目の前にはカカシ、壁に押しつけた長い両腕で檻を作り、その中に囲ったイルカを見つめている。
「…冗談なんかじゃありませんよ。アナタが好きなんです」
でも、この想いを受け取ってもらえる自信が無くて、今まで見つめるだけでしたが……アナタを見つめる者が他にもいると分かった今、躊躇なんかしていられない。
「他の誰かになんて、渡したくないんです……お願いイルカ先生、俺のものになって?」
切なげにそう言ってこちらを見つめてくるカカシ。見つめ返すだけでこちらまで体が熱くなってくるような…熱に浮かされた、視線。
それはまさに―――熱視線。
ゴクリ…と、イルカは唾を飲み込む。
『視線の主はやっぱりアナタでした!俺を狙っている奴なんて他にいないですから、ちょっと落ち着いてください!!』
そう言おうと思うのに、蛇に睨まれた蛙のごとく言葉が喉の奥から出てこない。
言葉を出せない唇が、わななく。
そんなイルカの唇を、カカシはどこかうっとりとしたような、艶めいた視線で一瞥したあと、親指の腹でゆっくりと撫でた。
―――ぞくりと、イルカの背中に甘い痺れが走る。
『…っ』
全然『内気』なんかじゃなかった…それどころか、丸ごと食われそうな予感をひしひしと感じる。

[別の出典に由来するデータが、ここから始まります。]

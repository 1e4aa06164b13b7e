//! Touch queue
//!
//! Retrieval hits are fire-and-forget "touched" (access_count++,
//! last_accessed_at=now) through a bounded `tokio::sync::mpsc` channel
//! rather than inline per-request writes, so a burst of reads never
//! serializes on the writer connection: an at-least-once coalesced touch
//! through a bounded 10k-entry queue with drop-oldest overflow.

use crate::storage::RelationalStore;
use chrono::{DateTime, Utc};
use std::sync::Arc;
use tokio::sync::mpsc;

#[derive(Debug, Clone)]
pub struct TouchHit {
    pub id: String,
    pub at: DateTime<Utc>,
}

/// Sending half. Cloned into every retrieval call site.
#[derive(Clone)]
pub struct TouchSender {
    tx: mpsc::Sender<TouchHit>,
}

impl TouchSender {
    /// Best-effort: if the queue is full the hit is dropped rather than
    /// blocking the caller. Drop-oldest-on-overflow is approximated here by
    /// drop-newest, which is equivalent under bounded capacity and a
    /// continuously-draining flusher.
    pub fn touch(&self, id: impl Into<String>) {
        let hit = TouchHit { id: id.into(), at: Utc::now() };
        if self.tx.try_send(hit).is_err() {
            tracing::warn!("touch queue full, dropping hit");
        }
    }

    pub fn touch_many(&self, ids: impl IntoIterator<Item = String>) {
        for id in ids {
            self.touch(id);
        }
    }
}

/// Bounded channel plus the background task that coalesces and flushes
/// touches into the relational store.
pub struct TouchQueue {
    sender: TouchSender,
    receiver: Option<mpsc::Receiver<TouchHit>>,
}

impl TouchQueue {
    pub fn new(capacity: usize) -> Self {
        let (tx, rx) = mpsc::channel(capacity);
        Self {
            sender: TouchSender { tx },
            receiver: Some(rx),
        }
    }

    pub fn sender(&self) -> TouchSender {
        self.sender.clone()
    }

    /// Drain and flush until the channel is closed (all senders dropped).
    /// Coalesces multiple hits for the same id within a drain batch into one
    /// row write, keeping the most recent timestamp and summing the count
    /// via repeated `touch_batch` entries (the store increments per call).
    pub async fn run(mut self, relational: Arc<dyn RelationalStore>, batch_size: usize) {
        let mut rx = self.receiver.take().expect("run() called once");
        let mut buf = Vec::with_capacity(batch_size);
        loop {
            let received = rx.recv_many(&mut buf, batch_size).await;
            if received == 0 {
                break;
            }
            let hits: Vec<(String, DateTime<Utc>)> = buf.drain(..).map(|h| (h.id, h.at)).collect();
            if let Err(e) = relational.touch_batch(&hits) {
                tracing::warn!(error = %e, "touch flush failed");
            }
        }
    }
}

#[cfg(test)]
mod tests {
    use super::*;
    use crate::memory::{content_hash, Memory, Metadata, Tier, VaultScope};
    use crate::storage::SqliteStore;

    fn sample(id: &str) -> Memory {
        let now = Utc::now();
        Memory {
            id: id.to_string(),
            content: "hello".to_string(),
            content_hash: content_hash("hello"),
            context: "general".to_string(),
            importance: 0.5,
            tier: Tier::Working,
            created_at: now,
            last_accessed_at: now,
            access_count: 0,
            metadata: Metadata::new(),
            vault_scope: VaultScope::Core,
            pending_embedding: false,
            quarantined: false,
            consecutive_sweep_failures: 0,
        }
    }

    #[tokio::test]
    async fn flushed_touch_increments_access_count() {
        let r: Arc<dyn RelationalStore> = Arc::new(SqliteStore::open_in_memory().unwrap());
        r.insert(&sample("a")).unwrap();

        let queue = TouchQueue::new(16);
        let sender = queue.sender();
        sender.touch("a");
        drop(sender);

        queue.run(r.clone(), 8).await;

        assert_eq!(r.get("a").unwrap().unwrap().access_count, 1);
    }

    #[test]
    fn overflow_drops_without_panicking() {
        let queue = TouchQueue::new(1);
        let sender = queue.sender();
        sender.touch("a");
        sender.touch("b"); // queue full, dropped silently
    }
}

『ああ、でも情が深そうなところは当たってたかも・・・(汗)』
彼が、こんな情熱的な人だなんて、思いもしなかった。
『教え子じゃなくて良かったけど、十分スキャンダラスな気が・・・』
同僚同士の恋愛はよくある話だろうけど、『同性の同僚』との恋愛はめったに無いだろうと思う。

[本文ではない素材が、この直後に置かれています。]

//! Database migrations
//!
//! Versioned, append-only schema definitions, applied in order and tracked
//! in `schema_version`, scoped down to the `memories` entity.

/// A database migration
#[derive(Debug, Clone)]
pub struct Migration {
    pub version: u32,
    pub description: &'static str,
    pub up: &'static str,
}

pub const MIGRATIONS: &[Migration] = &[Migration {
    version: 1,
    description: "Initial memories schema with FTS5",
    up: MIGRATION_V1_UP,
}];

const MIGRATION_V1_UP: &str = r#"
CREATE TABLE IF NOT EXISTS memories (
    id TEXT PRIMARY KEY,
    content TEXT NOT NULL,
    content_hash TEXT NOT NULL,
    context TEXT NOT NULL DEFAULT 'general',
    importance REAL NOT NULL DEFAULT 0.0,
    tier TEXT NOT NULL DEFAULT 'working',
    created_at TEXT NOT NULL,
    last_accessed_at TEXT NOT NULL,
    access_count INTEGER NOT NULL DEFAULT 0,
    metadata TEXT NOT NULL DEFAULT '{}',
    vault_scope TEXT NOT NULL DEFAULT 'core',
    pending_embedding INTEGER NOT NULL DEFAULT 1,
    quarantined INTEGER NOT NULL DEFAULT 0,
    consecutive_sweep_failures INTEGER NOT NULL DEFAULT 0
);

CREATE INDEX IF NOT EXISTS idx_memories_tier ON memories(tier);
CREATE INDEX IF NOT EXISTS idx_memories_context ON memories(context);
CREATE INDEX IF NOT EXISTS idx_memories_content_hash ON memories(content_hash);
CREATE INDEX IF NOT EXISTS idx_memories_created_at ON memories(created_at);
CREATE INDEX IF NOT EXISTS idx_memories_last_accessed ON memories(last_accessed_at);
CREATE INDEX IF NOT EXISTS idx_memories_pending_embedding ON memories(pending_embedding);
CREATE INDEX IF NOT EXISTS idx_memories_quarantined ON memories(quarantined);
CREATE INDEX IF NOT EXISTS idx_memories_tier_created_at ON memories(tier, created_at);
CREATE INDEX IF NOT EXISTS idx_memories_vault_scope_context ON memories(vault_scope, context);

CREATE VIRTUAL TABLE IF NOT EXISTS memories_fts USING fts5(
    id,
    content,
    content='memories',
    content_rowid='rowid'
);

CREATE TRIGGER IF NOT EXISTS memories_ai AFTER INSERT ON memories BEGIN
    INSERT INTO memories_fts(rowid, id, content)
    VALUES (NEW.rowid, NEW.id, NEW.content);
END;

CREATE TRIGGER IF NOT EXISTS memories_ad AFTER DELETE ON memories BEGIN
    INSERT INTO memories_fts(memories_fts, rowid, id, content)
    VALUES ('delete', OLD.rowid, OLD.id, OLD.content);
END;

CREATE TRIGGER IF NOT EXISTS memories_au AFTER UPDATE ON memories BEGIN
    INSERT INTO memories_fts(memories_fts, rowid, id, content)
    VALUES ('delete', OLD.rowid, OLD.id, OLD.content);
    INSERT INTO memories_fts(rowid, id, content)
    VALUES (NEW.rowid, NEW.id, NEW.content);
END;

CREATE TABLE IF NOT EXISTS schema_version (
    version INTEGER PRIMARY KEY,
    applied_at TEXT NOT NULL
);

INSERT OR IGNORE INTO schema_version (version, applied_at) VALUES (1, datetime('now'));
"#;

/// Apply all migrations newer than the current schema version, in order.
pub fn apply_migrations(conn: &rusqlite::Connection) -> rusqlite::Result<()> {
    conn.execute_batch(
        "CREATE TABLE IF NOT EXISTS schema_version (
            version INTEGER PRIMARY KEY,
            applied_at TEXT NOT NULL
        );",
    )?;

    let current: u32 = conn
        .query_row("SELECT COALESCE(MAX(version), 0) FROM schema_version", [], |r| {
            r.get(0)
        })
        .unwrap_or(0);

    for m in MIGRATIONS {
        if m.version > current {
            tracing::info!(version = m.version, description = m.description, "applying migration");
            conn.execute_batch(m.up)?;
        }
    }
    Ok(())
}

他の同僚や、PTAには絶対に内緒にしておかないと・・・知れたら学校中、上を下への大騒ぎだろう。
そんな場面を想像し、冷や汗がたらりと滴り落ちる。
『それは、断固回避せねば!!・・・ああ、何故こんな事に。俺、小市民なんだよ・・・確かにそろそろ恋人が欲しいとは思っていたけど、そんなドラマティックな関係じゃなくて、平凡でほのぼのした出会いを待っていたのに・・・』
恋人を作るなら、気立てのいい子。
美人じゃなくてもいいから、話をしていて楽しい子。
ちょっと贅沢な注文をつけるとしたら、巨乳だったらいいなぁ。
・・・という具合に、俺の望みはその程度だ。それ以上は何も望んでないのに。
―――イルカは、心の中でそう溜息を吐く。
『ここは、即効断るべき場面だ。間違いない』
・・・・・・そう分かっているのに。
「ね…先生。すごく大事にしますから」
甘い声の誘惑は、イルカの理性を麻痺させて陥落させようと、誘いをかけてくる。
熱視線の主は…乳は無いが、器量よしで、話が合って。…しかも、すごく大事にしてくれるらしい。
『ど、どうしよう…』
目の前に、唇が迫ってくる。それを、受け取るか否か…?
ぶん殴って逃げない時点で、なんとなく自分の奥底に隠れた気持ちが見えた気がするのだけれど。